Start of Given information

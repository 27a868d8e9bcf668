use serde::{Deserialize, Serialize};
use smallvec::SmallVec;

use crate::core::{Axis, Color, DataPoint, PlotRect, ScreenPoint};
use crate::error::{PlotError, PlotResult};
use crate::render::{ClippingContext, RenderContext, Stroke};
use crate::series::TrackerHit;

/// One high/low item with open/close body bounds.
#[derive(Debug, Clone, Copy, PartialEq, Serialize, Deserialize)]
pub struct OhlcItem {
    pub x: f64,
    pub open: f64,
    pub high: f64,
    pub low: f64,
    pub close: f64,
}

impl OhlcItem {
    /// Builds a validated item.
    ///
    /// Invariants: all values finite, `low <= high`, `open` and `close`
    /// within `[low, high]`.
    pub fn new(x: f64, open: f64, high: f64, low: f64, close: f64) -> PlotResult<Self> {
        if !x.is_finite()
            || !open.is_finite()
            || !high.is_finite()
            || !low.is_finite()
            || !close.is_finite()
        {
            return Err(PlotError::InvalidData(
                "ohlc values must be finite".to_owned(),
            ));
        }
        if low > high {
            return Err(PlotError::InvalidData(
                "ohlc low must be <= high".to_owned(),
            ));
        }
        if open < low || open > high || close < low || close > high {
            return Err(PlotError::InvalidData(
                "ohlc open/close must be within low/high range".to_owned(),
            ));
        }
        Ok(Self {
            x,
            open,
            high,
            low,
            close,
        })
    }

    #[must_use]
    pub fn is_rising(self) -> bool {
        self.close >= self.open
    }
}

/// Candlestick series: a high/low wick with an open/close body per item.
#[derive(Debug, Clone, PartialEq, Serialize, Deserialize)]
pub struct CandlestickSeries {
    pub title: Option<String>,
    pub x_axis_key: Option<String>,
    pub y_axis_key: Option<String>,
    pub items: Vec<OhlcItem>,
    /// Body width in data units.
    pub candle_width: f64,
    pub rising_fill: Color,
    pub falling_fill: Color,
    pub stroke_color: Color,
    pub stroke_width: f64,

    #[serde(with = "crate::core::primitives::serde_nan")]
    min_x: f64,
    #[serde(with = "crate::core::primitives::serde_nan")]
    max_x: f64,
    #[serde(with = "crate::core::primitives::serde_nan")]
    min_y: f64,
    #[serde(with = "crate::core::primitives::serde_nan")]
    max_y: f64,
}

impl CandlestickSeries {
    #[must_use]
    pub fn new() -> Self {
        Self {
            title: None,
            x_axis_key: None,
            y_axis_key: None,
            items: Vec::new(),
            candle_width: 0.5,
            rising_fill: Color::from_rgb(38, 166, 91),
            falling_fill: Color::from_rgb(214, 69, 65),
            stroke_color: Color::BLACK,
            stroke_width: 1.0,
            min_x: f64::NAN,
            max_x: f64::NAN,
            min_y: f64::NAN,
            max_y: f64::NAN,
        }
    }

    #[must_use]
    pub fn with_items(mut self, items: Vec<OhlcItem>) -> Self {
        self.items = items;
        self
    }

    #[must_use]
    pub fn with_title(mut self, title: impl Into<String>) -> Self {
        self.title = Some(title.into());
        self
    }

    /// Scans the items and records finite bounds; the Y extent spans the
    /// full low/high envelope.
    pub fn update_max_min(&mut self) {
        let mut min_x = f64::NAN;
        let mut max_x = f64::NAN;
        let mut min_y = f64::NAN;
        let mut max_y = f64::NAN;

        for item in &self.items {
            if item.x.is_finite() {
                if min_x.is_nan() || item.x < min_x {
                    min_x = item.x;
                }
                if max_x.is_nan() || item.x > max_x {
                    max_x = item.x;
                }
            }
            if item.low.is_finite() && (min_y.is_nan() || item.low < min_y) {
                min_y = item.low;
            }
            if item.high.is_finite() && (max_y.is_nan() || item.high > max_y) {
                max_y = item.high;
            }
        }

        self.min_x = min_x;
        self.max_x = max_x;
        self.min_y = min_y;
        self.max_y = max_y;
    }

    pub fn update_axis_max_min(&self, x_axis: &mut Axis, y_axis: &mut Axis) {
        x_axis.include(self.min_x);
        x_axis.include(self.max_x);
        y_axis.include(self.min_y);
        y_axis.include(self.max_y);
    }

    pub fn render(
        &mut self,
        rc: &mut ClippingContext<'_>,
        x_axis: &Axis,
        y_axis: &Axis,
    ) -> PlotResult<()> {
        let stroke = Stroke::new(self.stroke_color, self.stroke_width);
        let half_width = self.candle_width / 2.0;
        let clip_min = x_axis.clip_minimum();
        let clip_max = x_axis.clip_maximum();

        for item in &self.items {
            if item.x + half_width < clip_min || item.x - half_width > clip_max {
                continue;
            }

            let center_x = x_axis.transform(item.x);
            let wick: SmallVec<[ScreenPoint; 2]> = SmallVec::from_buf([
                ScreenPoint::new(center_x, y_axis.transform(item.high)),
                ScreenPoint::new(center_x, y_axis.transform(item.low)),
            ]);
            rc.draw_line(&wick, &stroke)?;

            let body_a = x_axis.transform_point(item.x - half_width, item.open, y_axis);
            let body_b = x_axis.transform_point(item.x + half_width, item.close, y_axis);
            let fill = if item.is_rising() {
                self.rising_fill
            } else {
                self.falling_fill
            };
            rc.draw_rectangle(PlotRect::from_screen_points(body_a, body_b), fill, &stroke)?;
        }
        Ok(())
    }

    #[must_use]
    pub fn nearest_point(
        &self,
        x_axis: &Axis,
        y_axis: &Axis,
        target: ScreenPoint,
    ) -> Option<TrackerHit> {
        let mut best: Option<(usize, DataPoint, ScreenPoint, f64)> = None;
        for (index, item) in self.items.iter().enumerate() {
            let mid = (item.high + item.low) / 2.0;
            let screen = x_axis.transform_point(item.x, mid, y_axis);
            let distance_squared = screen.distance_to_squared(target);
            if best.is_none_or(|(_, _, _, best_distance)| distance_squared < best_distance) {
                best = Some((index, DataPoint::new(item.x, mid), screen, distance_squared));
            }
        }
        best.map(|(index, data_point, screen_point, _)| TrackerHit {
            series_title: self.title.clone(),
            data_point,
            screen_point,
            index: index as f64,
        })
    }
}

impl Default for CandlestickSeries {
    fn default() -> Self {
        Self::new()
    }
}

End of Given information

* Your instructions *
Only one thing belongs in the answer: the number of lines of the data that contain the string "ClippingContext".

* Task answer *
2